Ramirez sidled over to me and lit a cigarette. “Tell me about it?” he said as he took a drag from it.
“No… or at least, not right now.” I glanced his way as he puffed out a cloud of smoke. He was only about a foot away, close enough that my power—automatically tracing weakly through the air—began to feed me data on his anatomy. While it happened far slower than it did through a physical connection, I could see, with each breath, the cigarette smoke depositing carcinogens onto his alveoli. I saw his overcaffeinated bloodstream and felt the rumbling from his empty stomach. I saw the damage that nearly constant stress had done to his neurons; to his cardiovascular tissue. The data was in a constant stream, only silenceable with distance. I took a slight step to the side and the stream of data faded away. I glanced again at his direction as he took another drag from his cigarette. “That’ll kill you.”
“Not with you around,” he said with a wink. “But you didn’t answer my question, why are you in Mission these days?”
In all the chaos of the night I had forgotten why I was originally here. “Ripple… she asked me to look into the disappearances of a couple of homeless guys,” I said. “But I could ask the same of you, I didn’t think Power Crimes was a first responder.”

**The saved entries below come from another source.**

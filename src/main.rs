//! Command line front end for requirements tracing.
//!
//! Extracts `<requirement>` declarations from documents and maintains the
//! versioned release store next to them.

use clap::Parser;

mod cli;

fn main() -> anyhow::Result<()> {
    cli::Cli::parse().run()
}
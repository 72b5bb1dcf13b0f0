//! This bench test simulates a first processing run over a directory of
//! documents with many unkeyed requirement declarations.

#![allow(missing_docs)]

use std::{fmt::Write, path::Path};

use criterion::{BatchSize, Criterion, criterion_group, criterion_main};
use reqtrace::{Config, Processor, ReleaseStore};
use tempfile::TempDir;

/// Writes `documents` files with `per_document` declarations each
fn preseed_documents(path: &Path, documents: usize, per_document: usize) {
    for d in 0..documents {
        let mut text = format!("<h1>Chapter {d}</h1>\n");
        for r in 0..per_document {
            writeln!(
                text,
                "<requirement title=\"Requirement {d}.{r}\" conformance=\"SHALL\">\n  <actor name=\"CLIENT\"><testProcedure id=\"TP-{r}\"/></actor>\n  The client SHALL&nbsp;handle case <b>{d}.{r}</b>.\n</requirement>"
            )
            .unwrap();
        }
        std::fs::write(path.join(format!("chapter-{d:03}.html")), text).unwrap();
    }
}

fn setup() -> (TempDir, Processor) {
    let tmp_dir = TempDir::new().unwrap();
    let docs = tmp_dir.path().join("docs");
    std::fs::create_dir_all(&docs).unwrap();
    preseed_documents(&docs, 20, 50);

    let mut store = ReleaseStore::init(tmp_dir.path().join(".reqtrace"), Config::default()).unwrap();
    store.create("1.0", false).unwrap();
    (tmp_dir, Processor::new(store, docs))
}

fn process_many(c: &mut Criterion) {
    c.bench_function("process 1000 declarations", |b| {
        b.iter_batched(
            setup,
            |(_tmp_dir, mut processor)| {
                processor.process().unwrap();
            },
            BatchSize::SmallInput,
        );
    });
}

criterion_group!(benches, process_many);
criterion_main!(benches);
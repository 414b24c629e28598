//! Resolve resource configs into descriptors; load configs from JSON files.

use crate::config::resolved::{Operation, ResourceDescriptor, StorageTarget};
use crate::config::types::*;
use crate::config::{validate, ApiSettings};
use crate::error::ConfigError;
use crate::field::{FieldKind, FieldRules, FieldSchema, IdKind};
use crate::query::{sort, SortSpec};
use crate::service::Hooks;
use std::path::Path;

/// Build a descriptor from config (validates first). Page sizes fall back to `settings`.
pub fn resolve(config: &ResourceConfig, settings: &ApiSettings) -> Result<ResourceDescriptor, ConfigError> {
    validate(config, settings)?;

    let fields: Vec<FieldSchema> = config.fields.iter().map(resolve_field).collect::<Result<_, _>>()?;
    let id_index = fields
        .iter()
        .position(FieldSchema::is_id)
        .ok_or_else(|| ConfigError::InvalidResource {
            resource: config.name.clone(),
            message: "missing id field".into(),
        })?;

    let operations = config
        .operations
        .iter()
        .filter_map(|s| Operation::parse(s))
        .collect();

    let mut descriptor = ResourceDescriptor {
        name: config.name.clone(),
        fields,
        id_index,
        operations,
        default_sort: SortSpec::default(),
        default_page_size: config.default_page_size.unwrap_or(settings.default_page_size),
        max_page_size: config.max_page_size.unwrap_or(settings.max_page_size),
        always_count: config.always_count,
        rate_limit: config.rate_limit,
        storage: StorageTarget {
            schema: config.schema.clone(),
            table: config.table.clone().unwrap_or_else(|| config.name.clone()),
        },
        hooks: Hooks::default(),
        description: config.description.clone(),
    };

    let default_sort = sort::parse(&config.default_sort.join(","), &descriptor).map_err(|e| {
        ConfigError::InvalidResource {
            resource: config.name.clone(),
            message: format!("default_sort: {}", e),
        }
    })?;
    descriptor.default_sort = SortSpec(default_sort);
    Ok(descriptor)
}

fn resolve_field(f: &FieldConfig) -> Result<FieldSchema, ConfigError> {
    let kind = match f.type_ {
        FieldTypeConfig::String => FieldKind::String,
        FieldTypeConfig::Int => FieldKind::Int,
        FieldTypeConfig::Float => FieldKind::Float,
        FieldTypeConfig::Bool => FieldKind::Bool,
        FieldTypeConfig::Datetime => FieldKind::Datetime,
        FieldTypeConfig::Enum => FieldKind::Enum(f.values.clone()),
        FieldTypeConfig::Id => FieldKind::Id(match f.id_type {
            IdTypeConfig::Int => IdKind::Int,
            IdTypeConfig::Uuid => IdKind::Uuid,
            IdTypeConfig::Text => IdKind::Text,
        }),
    };
    let is_id = matches!(kind, FieldKind::Id(_));
    let pattern = f
        .validation
        .pattern
        .as_deref()
        .map(regex::Regex::new)
        .transpose()
        .map_err(|e| ConfigError::Load(e.to_string()))?;
    Ok(FieldSchema {
        name: f.name.clone(),
        kind,
        filterable: f.filterable,
        // The id always takes part in ordering as the tie-break.
        sortable: f.sortable || is_id,
        searchable: f.searchable,
        nullable: f.nullable,
        // Ids are generated by the backend and never written by clients.
        read_only: f.read_only || is_id,
        required: f.required && !is_id,
        unique: f.unique || is_id,
        rules: FieldRules {
            min_length: f.validation.min_length,
            max_length: f.validation.max_length,
            pattern,
            format: f.validation.format.clone(),
            minimum: f.validation.minimum,
            maximum: f.validation.maximum,
        },
        description: f.description.clone(),
    })
}

/// Parse a JSON array of resource configs.
pub fn parse_resources(json: &str) -> Result<Vec<ResourceConfig>, ConfigError> {
    serde_json::from_str(json).map_err(|e| ConfigError::Load(e.to_string()))
}

/// Load a JSON array of resource configs from disk.
pub async fn load_resources_from_file(path: impl AsRef<Path>) -> Result<Vec<ResourceConfig>, ConfigError> {
    let path = path.as_ref();
    tracing::debug!(path = %path.display(), "loading resource config");
    let raw = tokio::fs::read_to_string(path)
        .await
        .map_err(|e| ConfigError::Load(format!("{}: {}", path.display(), e)))?;
    parse_resources(&raw)
}

#[cfg(test)]
mod tests {
    use super::*;
    use crate::config::test_support::people_config;
    use serde_json::json;

    fn settings() -> ApiSettings {
        ApiSettings::default()
    }

    #[test]
    fn resolves_id_as_read_only_and_sortable() {
        let d = resolve(&people_config(), &settings()).unwrap();
        let id = d.id_field();
        assert_eq!(id.name, "id");
        assert!(id.read_only && id.sortable && id.unique);
        assert_eq!(d.default_sort.signature(), "name");
        assert_eq!(d.storage.table, "people");
    }

    #[test]
    fn missing_id_is_rejected() {
        let config: ResourceConfig = serde_json::from_value(json!({
            "name": "things",
            "fields": [{"name": "title", "type": "string"}]
        }))
        .unwrap();
        assert!(matches!(
            resolve(&config, &settings()),
            Err(ConfigError::InvalidResource { .. })
        ));
    }

    #[test]
    fn two_ids_are_rejected() {
        let config: ResourceConfig = serde_json::from_value(json!({
            "name": "things",
            "fields": [{"name": "id", "type": "id"}, {"name": "key", "type": "id"}]
        }))
        .unwrap();
        assert!(resolve(&config, &settings()).is_err());
    }

    #[test]
    fn duplicate_and_reserved_names_are_rejected() {
        let dup: ResourceConfig = serde_json::from_value(json!({
            "name": "things",
            "fields": [{"name": "id", "type": "id"}, {"name": "a", "type": "int"}, {"name": "a", "type": "int"}]
        }))
        .unwrap();
        assert!(matches!(resolve(&dup, &settings()), Err(ConfigError::InvalidField { .. })));

        let reserved: ResourceConfig = serde_json::from_value(json!({
            "name": "things",
            "fields": [{"name": "id", "type": "id"}, {"name": "sort", "type": "int"}]
        }))
        .unwrap();
        assert!(resolve(&reserved, &settings()).is_err());
    }

    #[test]
    fn only_text_fields_are_searchable() {
        let config: ResourceConfig = serde_json::from_value(json!({
            "name": "things",
            "fields": [{"name": "id", "type": "id"}, {"name": "born", "type": "datetime", "searchable": true}]
        }))
        .unwrap();
        assert!(matches!(
            resolve(&config, &settings()),
            Err(ConfigError::InvalidField { ref field, .. }) if field == "born"
        ));
    }

    #[test]
    fn default_sort_must_be_sortable() {
        let mut config = people_config();
        config.default_sort = vec!["bio".into()];
        assert!(resolve(&config, &settings()).is_err());
    }

    #[test]
    fn operations_default_to_all() {
        let config: ResourceConfig = serde_json::from_value(json!({
            "name": "things",
            "fields": [{"name": "id", "type": "id"}]
        }))
        .unwrap();
        let d = resolve(&config, &settings()).unwrap();
        assert!(Operation::ALL.iter().all(|op| d.allows(*op)));
        assert_eq!(d.default_page_size, 20);
        assert_eq!(d.max_page_size, 100);
    }

    #[test]
    fn parses_resource_list() {
        let configs = parse_resources(r#"[{"name": "a", "fields": [{"name": "id", "type": "id", "id_type": "uuid"}]}]"#).unwrap();
        assert_eq!(configs.len(), 1);
        assert_eq!(configs[0].fields[0].id_type, IdTypeConfig::Uuid);
        assert!(parse_resources("{").is_err());
    }
}
//! Backend-independent query: filters, sort, window and search term compiled from the query string.

pub mod cursor;
pub mod filter;
pub mod paginate;
pub mod projection;
pub mod sort;

use crate::config::ResourceDescriptor;
use crate::error::AppError;
use crate::field::FieldKind;
use serde_json::Value;

pub use cursor::CursorToken;
pub use paginate::PageMeta;
pub use projection::Projection;

pub const SORT_PARAM: &str = "sort";
pub const LIMIT_PARAM: &str = "limit";
pub const OFFSET_PARAM: &str = "offset";
pub const CURSOR_PARAM: &str = "cursor";
pub const SEARCH_PARAM: &str = "search";
pub const COUNT_PARAM: &str = "count";
pub const SCHEMA_ONLY_PARAM: &str = "schema_only";
pub const SCHEMA_EXCLUDE_PARAM: &str = "schema_exclude";

/// Query-string keys that never name a filter.
pub const RESERVED_PARAMS: &[&str] = &[
    SORT_PARAM,
    LIMIT_PARAM,
    OFFSET_PARAM,
    CURSOR_PARAM,
    SEARCH_PARAM,
    COUNT_PARAM,
    SCHEMA_ONLY_PARAM,
    SCHEMA_EXCLUDE_PARAM,
];

/// Separator between field name and operator suffix, e.g. `age__gte`.
pub const OPERATOR_SEPARATOR: &str = "__";

#[derive(Clone, Copy, Debug, PartialEq, Eq, PartialOrd, Ord, Hash)]
pub enum Operator {
    Eq,
    Ne,
    Lt,
    Lte,
    Gt,
    Gte,
    In,
    Contains,
}

impl Operator {
    pub const ALL: [Operator; 8] = [
        Operator::Eq,
        Operator::Ne,
        Operator::Lt,
        Operator::Lte,
        Operator::Gt,
        Operator::Gte,
        Operator::In,
        Operator::Contains,
    ];

    pub fn parse(s: &str) -> Option<Operator> {
        Some(match s {
            "eq" => Operator::Eq,
            "ne" => Operator::Ne,
            "lt" => Operator::Lt,
            "lte" => Operator::Lte,
            "gt" => Operator::Gt,
            "gte" => Operator::Gte,
            "in" => Operator::In,
            "contains" => Operator::Contains,
            _ => return None,
        })
    }

    pub fn as_str(&self) -> &'static str {
        match self {
            Operator::Eq => "eq",
            Operator::Ne => "ne",
            Operator::Lt => "lt",
            Operator::Lte => "lte",
            Operator::Gt => "gt",
            Operator::Gte => "gte",
            Operator::In => "in",
            Operator::Contains => "contains",
        }
    }

    /// Operators whose value collapses into a list (repeated keys, comma-separated).
    pub fn takes_list(&self) -> bool {
        matches!(self, Operator::In | Operator::Contains)
    }

    pub fn valid_for(&self, kind: &FieldKind) -> bool {
        match self {
            Operator::Eq | Operator::Ne | Operator::In => true,
            Operator::Lt | Operator::Lte | Operator::Gt | Operator::Gte => kind.is_ordered(),
            Operator::Contains => kind.is_textual(),
        }
    }
}

#[derive(Clone, Debug, PartialEq)]
pub enum FilterValue {
    Scalar(Value),
    List(Vec<Value>),
}

/// One predicate; a query's filters are AND-combined.
#[derive(Clone, Debug, PartialEq)]
pub struct FilterExpr {
    pub field: String,
    pub op: Operator,
    pub value: FilterValue,
}

#[derive(Clone, Copy, Debug, PartialEq, Eq)]
pub enum Direction {
    Asc,
    Desc,
}

#[derive(Clone, Debug, PartialEq, Eq)]
pub struct SortKey {
    pub field: String,
    pub direction: Direction,
}

impl SortKey {
    pub fn asc(field: impl Into<String>) -> Self {
        SortKey {
            field: field.into(),
            direction: Direction::Asc,
        }
    }

    pub fn desc(field: impl Into<String>) -> Self {
        SortKey {
            field: field.into(),
            direction: Direction::Desc,
        }
    }
}

#[derive(Clone, Debug, Default, PartialEq, Eq)]
pub struct SortSpec(pub Vec<SortKey>);

impl SortSpec {
    pub fn keys(&self) -> &[SortKey] {
        &self.0
    }

    pub fn contains(&self, field: &str) -> bool {
        self.0.iter().any(|k| k.field == field)
    }

    /// Query-string form, e.g. "-name,id". Binds cursors to the ordering they were issued under.
    pub fn signature(&self) -> String {
        self.0
            .iter()
            .map(|k| match k.direction {
                Direction::Asc => k.field.clone(),
                Direction::Desc => format!("-{}", k.field),
            })
            .collect::<Vec<_>>()
            .join(",")
    }
}

#[derive(Clone, Debug, PartialEq)]
pub enum Window {
    Offset { limit: u32, offset: u64 },
    /// `after` holds the decoded sort-key tuple of the last item already seen; None is the first page.
    Cursor { limit: u32, after: Option<Vec<Value>> },
}

impl Window {
    pub fn limit(&self) -> u32 {
        match self {
            Window::Offset { limit, .. } | Window::Cursor { limit, .. } => *limit,
        }
    }
}

/// Everything a backend needs for one list call. Built once per request.
#[derive(Clone, Debug, PartialEq)]
pub struct Query {
    pub filters: Vec<FilterExpr>,
    pub sort: SortSpec,
    pub window: Window,
    pub search: Option<String>,
    pub count: bool,
}

impl Query {
    /// Run all list pipelines against the raw query-string pairs.
    pub fn compile(params: &[(String, String)], resource: &ResourceDescriptor) -> Result<Query, AppError> {
        let filters = filter::compile(params, resource)?;
        let raw_sort = last_value(params, SORT_PARAM);
        let sort = sort::compile(raw_sort, resource)?;
        let window = paginate::compile(params, resource, &sort)?;
        let search = last_value(params, SEARCH_PARAM)
            .map(str::trim)
            .filter(|s| !s.is_empty())
            .map(str::to_string);
        let count = match last_value(params, COUNT_PARAM) {
            Some(v) => parse_flag(v)?,
            None => resource.always_count,
        };
        let query = Query {
            filters,
            sort,
            window,
            search,
            count,
        };
        tracing::debug!(resource = %resource.name, query = ?query, "compiled query");
        Ok(query)
    }
}

pub(crate) fn last_value<'a>(params: &'a [(String, String)], key: &str) -> Option<&'a str> {
    params
        .iter()
        .rev()
        .find(|(k, _)| k == key)
        .map(|(_, v)| v.as_str())
}

fn parse_flag(v: &str) -> Result<bool, AppError> {
    match v.trim().to_ascii_lowercase().as_str() {
        "" | "1" | "true" => Ok(true),
        "0" | "false" => Ok(false),
        _ => Err(AppError::field(COUNT_PARAM, "count must be true or false")),
    }
}

/// Parse a raw query string, keeping repeated keys in order.
pub fn parse_query_string(raw: Option<&str>) -> Result<Vec<(String, String)>, AppError> {
    match raw {
        None | Some("") => Ok(Vec::new()),
        Some(q) => serde_urlencoded::from_str(q).map_err(|e| AppError::validation(format!("invalid query string: {}", e))),
    }
}

#[cfg(test)]
mod tests {
    use super::*;

    #[test]
    fn operators_round_trip_names() {
        for op in Operator::ALL {
            assert_eq!(Operator::parse(op.as_str()), Some(op));
        }
        assert_eq!(Operator::parse("like"), None);
    }

    #[test]
    fn operator_validity_by_kind() {
        assert!(Operator::Contains.valid_for(&FieldKind::String));
        assert!(!Operator::Contains.valid_for(&FieldKind::Int));
        assert!(!Operator::Gt.valid_for(&FieldKind::Bool));
        assert!(Operator::Gte.valid_for(&FieldKind::Datetime));
    }

    #[test]
    fn query_string_keeps_repeats() {
        let params = parse_query_string(Some("age__in=1&age__in=2&name=a%20b")).unwrap();
        assert_eq!(
            params,
            vec![
                ("age__in".to_string(), "1".to_string()),
                ("age__in".to_string(), "2".to_string()),
                ("name".to_string(), "a b".to_string()),
            ]
        );
    }

    #[test]
    fn signature_marks_descending() {
        let spec = SortSpec(vec![SortKey::desc("name"), SortKey::asc("id")]);
        assert_eq!(spec.signature(), "-name,id");
    }
}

“We aren’t, but I was out on patrol looking for something else.”
“Something else? I guess it’s not related to the guys I’m looking for?”
“No, something crazy happened at the high school, I’m just making sure the rest of the neighborhood is safe.”
“Something crazy?”
“Yeah, weird monster. Probably killed a teacher and at least a couple of others.”
My heart sped up. “Oh my God, really? D-do you need help?” I asked.
“Nah, someone else got it.”
“Who?”
Ramirez was silent for a moment as he took a deep drag from his cigarette. “Not sure yet,” he said finally. “I think it’s someone new in town. New hero, maybe. Whoever they are, no one’s claimed credit yet.”
“I-I haven’t heard anything,” I said.
“Figured as much, but let me know if you do, ok?”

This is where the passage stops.